TASK BRIEF:
Among the entries below, how many lines hold "handshake"? Reply with the number only.

*** INFORMATION PROVIDED Section Begins ***

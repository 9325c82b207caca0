//! WebSocket transport for the event channel.
//!
//! Speaks Engine.IO v4 / Socket.IO v5 text framing on a dedicated worker thread
//! running a current-thread tokio runtime. The worker reconnects with
//! exponential backoff until told to stop.

use std::thread;
use std::time::Duration;

use anyhow::{anyhow, Context as _};
use crossbeam_channel::{unbounded, Receiver, Sender, TryRecvError};
use futures_util::{SinkExt, StreamExt};
use serde_json::Value;
use tokio_tungstenite::tungstenite::client::IntoClientRequest;
use tokio_tungstenite::tungstenite::http::header::{HeaderValue, COOKIE};
use tokio_tungstenite::tungstenite::Message;

use crate::api::CookieJar;
use crate::channel::{ClientEvent, Connector, LinkCommand, LinkEvent, LinkHandles, ServerEvent};

const READ_POLL_INTERVAL: Duration = Duration::from_millis(30);
const SOCKET_PATH: &str = "/socket.io/?EIO=4&transport=websocket";

#[derive(Debug, Clone, PartialEq)]
pub(crate) enum Frame {
    Open(Value),
    Close,
    Ping,
    Pong,
    /// Namespace connect acknowledged; carries the payload, e.g. `{"sid": ..}`.
    Connect(Option<Value>),
    ConnectError(Value),
    NamespaceDisconnect,
    Event { name: String, payload: Value },
    Unknown,
}

fn parse_json(text: &str) -> Option<Value> {
    if text.is_empty() {
        return None;
    }
    serde_json::from_str(text).ok()
}

pub(crate) fn decode_frame(text: &str) -> Frame {
    let mut chars = text.chars();
    match chars.next() {
        Some('0') => Frame::Open(parse_json(chars.as_str()).unwrap_or(Value::Null)),
        Some('1') => Frame::Close,
        Some('2') => Frame::Ping,
        Some('3') => Frame::Pong,
        Some('4') => {
            let kind = chars.next();
            let body = chars.as_str();
            // Default namespace only; a `/nsp,` prefix is not used by this server.
            match kind {
                Some('0') => Frame::Connect(parse_json(body)),
                Some('1') => Frame::NamespaceDisconnect,
                Some('2') => decode_event(body),
                Some('4') => Frame::ConnectError(parse_json(body).unwrap_or(Value::Null)),
                _ => Frame::Unknown,
            }
        }
        _ => Frame::Unknown,
    }
}

fn decode_event(body: &str) -> Frame {
    // An ack id may precede the array.
    let body = body.trim_start_matches(|c: char| c.is_ascii_digit());
    let Some(Value::Array(mut items)) = parse_json(body) else {
        return Frame::Unknown;
    };
    if items.is_empty() {
        return Frame::Unknown;
    }
    let Value::String(name) = items.remove(0) else {
        return Frame::Unknown;
    };
    let payload = if items.is_empty() {
        Value::Null
    } else {
        items.remove(0)
    };
    Frame::Event { name, payload }
}

pub(crate) fn encode_event(event: &ClientEvent) -> String {
    let mut items = vec![Value::String(event.name().to_string())];
    if let Some(payload) = event.payload() {
        items.push(payload);
    }
    format!("42{}", Value::Array(items))
}

/// Maps the HTTP base URL to the Socket.IO WebSocket endpoint.
pub fn socket_url(server_url: &str) -> anyhow::Result<String> {
    let server_url = server_url.trim().trim_end_matches('/');
    let rest = if let Some(rest) = server_url.strip_prefix("https://") {
        format!("wss://{rest}")
    } else if let Some(rest) = server_url.strip_prefix("http://") {
        format!("ws://{rest}")
    } else if server_url.starts_with("ws://") || server_url.starts_with("wss://") {
        server_url.to_string()
    } else {
        return Err(anyhow!("unsupported server URL: {server_url}"));
    };
    Ok(format!("{rest}{SOCKET_PATH}"))
}

pub struct WsConnector {
    url: String,
    cookies: CookieJar,
    initial_backoff: Duration,
    max_backoff: Duration,
}

impl WsConnector {
    pub fn new(server_url: &str, cookies: CookieJar, backoff: (Duration, Duration)) -> anyhow::Result<Self> {
        Ok(Self {
            url: socket_url(server_url)?,
            cookies,
            initial_backoff: backoff.0,
            max_backoff: backoff.1,
        })
    }
}

impl Connector for WsConnector {
    fn open(&self) -> anyhow::Result<LinkHandles> {
        let (cmd_tx, cmd_rx) = unbounded();
        let (ev_tx, ev_rx) = unbounded();
        let url = self.url.clone();
        let cookies = self.cookies.clone();
        let backoff = (self.initial_backoff, self.max_backoff);
        let worker = thread::Builder::new()
            .name("ide-socket".to_string())
            .spawn(move || {
                tracing::info!(%url, "starting socket worker");
                match tokio::runtime::Builder::new_current_thread()
                    .enable_all()
                    .build()
                {
                    Ok(rt) => rt.block_on(run_link(url, cookies, backoff, cmd_rx, &ev_tx)),
                    Err(err) => tracing::error!("failed to create async runtime: {err}"),
                }
                let _ = ev_tx.send(LinkEvent::Closed);
            })
            .context("spawning socket worker")?;
        Ok(LinkHandles {
            commands: cmd_tx,
            events: ev_rx,
            worker: Some(worker),
        })
    }
}

enum ConnectionEnd {
    /// Disconnect was requested, or the owning channel is gone.
    Requested,
    Lost(String),
}

async fn run_link(
    url: String,
    cookies: CookieJar,
    backoff: (Duration, Duration),
    commands: Receiver<LinkCommand>,
    events: &Sender<LinkEvent>,
) {
    let (initial, max) = backoff;
    let mut delay = initial;
    loop {
        let mut was_up = false;
        let reason = match run_connection(&url, &cookies, &commands, events, &mut was_up).await {
            Ok(ConnectionEnd::Requested) => {
                tracing::info!("socket disconnected on request");
                return;
            }
            Ok(ConnectionEnd::Lost(reason)) => reason,
            Err(err) => format!("{err:#}"),
        };
        if was_up {
            delay = initial;
        }
        tracing::warn!(%reason, retry_in = ?delay, "socket link down");
        if events.send(LinkEvent::Down { reason }).is_err() {
            return;
        }
        if wait_for_retry(&commands, delay).await {
            return;
        }
        delay = (delay * 2).min(max);
    }
}

/// Sleeps for `delay` while watching for a disconnect request. Returns true if
/// the link should stop.
async fn wait_for_retry(commands: &Receiver<LinkCommand>, delay: Duration) -> bool {
    let deadline = tokio::time::Instant::now() + delay;
    while tokio::time::Instant::now() < deadline {
        loop {
            match commands.try_recv() {
                Ok(LinkCommand::Disconnect) | Err(TryRecvError::Disconnected) => return true,
                Ok(LinkCommand::Emit(event)) => {
                    tracing::debug!(event = event.name(), "dropping emit while reconnecting");
                }
                Err(TryRecvError::Empty) => break,
            }
        }
        tokio::time::sleep(READ_POLL_INTERVAL).await;
    }
    false
}

async fn run_connection(
    url: &str,
    cookies: &CookieJar,
    commands: &Receiver<LinkCommand>,
    events: &Sender<LinkEvent>,
    was_up: &mut bool,
) -> anyhow::Result<ConnectionEnd> {
    let mut request = url
        .into_client_request()
        .with_context(|| format!("invalid socket URL {url}"))?;
    if let Some(cookie) = cookies.header_value() {
        let value = HeaderValue::from_str(&cookie).context("invalid cookie header")?;
        request.headers_mut().insert(COOKIE, value);
    }
    let (ws, _response) = tokio_tungstenite::connect_async(request)
        .await
        .with_context(|| format!("failed to connect to {url}"))?;
    let (mut sink, mut stream) = ws.split();
    let mut namespace_ready = false;

    loop {
        loop {
            match commands.try_recv() {
                Ok(LinkCommand::Emit(event)) => {
                    if namespace_ready {
                        sink.send(Message::Text(encode_event(&event)))
                            .await
                            .context("socket write failed")?;
                    } else {
                        tracing::debug!(event = event.name(), "dropping emit before namespace connect");
                    }
                }
                Ok(LinkCommand::Disconnect) | Err(TryRecvError::Disconnected) => {
                    let _ = sink.send(Message::Text("41".to_string())).await;
                    let _ = sink.close().await;
                    return Ok(ConnectionEnd::Requested);
                }
                Err(TryRecvError::Empty) => break,
            }
        }

        match tokio::time::timeout(READ_POLL_INTERVAL, stream.next()).await {
            Ok(Some(Ok(Message::Text(text)))) => match decode_frame(&text) {
                Frame::Open(handshake) => {
                    tracing::debug!(%handshake, "engine.io open");
                    sink.send(Message::Text("40".to_string()))
                        .await
                        .context("socket write failed")?;
                }
                Frame::Ping => {
                    sink.send(Message::Text("3".to_string()))
                        .await
                        .context("socket write failed")?;
                }
                Frame::Connect(payload) => {
                    namespace_ready = true;
                    *was_up = true;
                    let sid = payload
                        .as_ref()
                        .and_then(|p| p.get("sid"))
                        .and_then(Value::as_str)
                        .map(str::to_string);
                    if events.send(LinkEvent::Up { sid }).is_err() {
                        return Ok(ConnectionEnd::Requested);
                    }
                }
                Frame::ConnectError(payload) => {
                    return Err(anyhow!("server refused connection: {payload}"));
                }
                Frame::NamespaceDisconnect | Frame::Close => {
                    return Ok(ConnectionEnd::Lost("server closed the session".to_string()));
                }
                Frame::Event { name, payload } => {
                    // The server greets every connection; the channel reports that itself.
                    if name == "connected" {
                        tracing::info!(%payload, "server greeting");
                        continue;
                    }
                    match ServerEvent::from_wire(&name, payload) {
                        Some(event) => {
                            if events.send(LinkEvent::Server(event)).is_err() {
                                return Ok(ConnectionEnd::Requested);
                            }
                        }
                        None => tracing::debug!(%name, "ignoring unknown server event"),
                    }
                }
                Frame::Pong | Frame::Unknown => {}
            },
            Ok(Some(Ok(Message::Close(_)))) | Ok(None) => {
                return Ok(ConnectionEnd::Lost("connection closed".to_string()));
            }
            Ok(Some(Ok(_))) => {
                // Binary and control frames carry nothing for us.
            }
            Ok(Some(Err(err))) => return Err(err).context("socket read failed"),
            Err(_) => {
                // Poll timeout keeps command handling responsive.
            }
        }
    }
}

*** INFORMATION PROVIDED Section Ends ***

EXPECTED OUTPUT:
2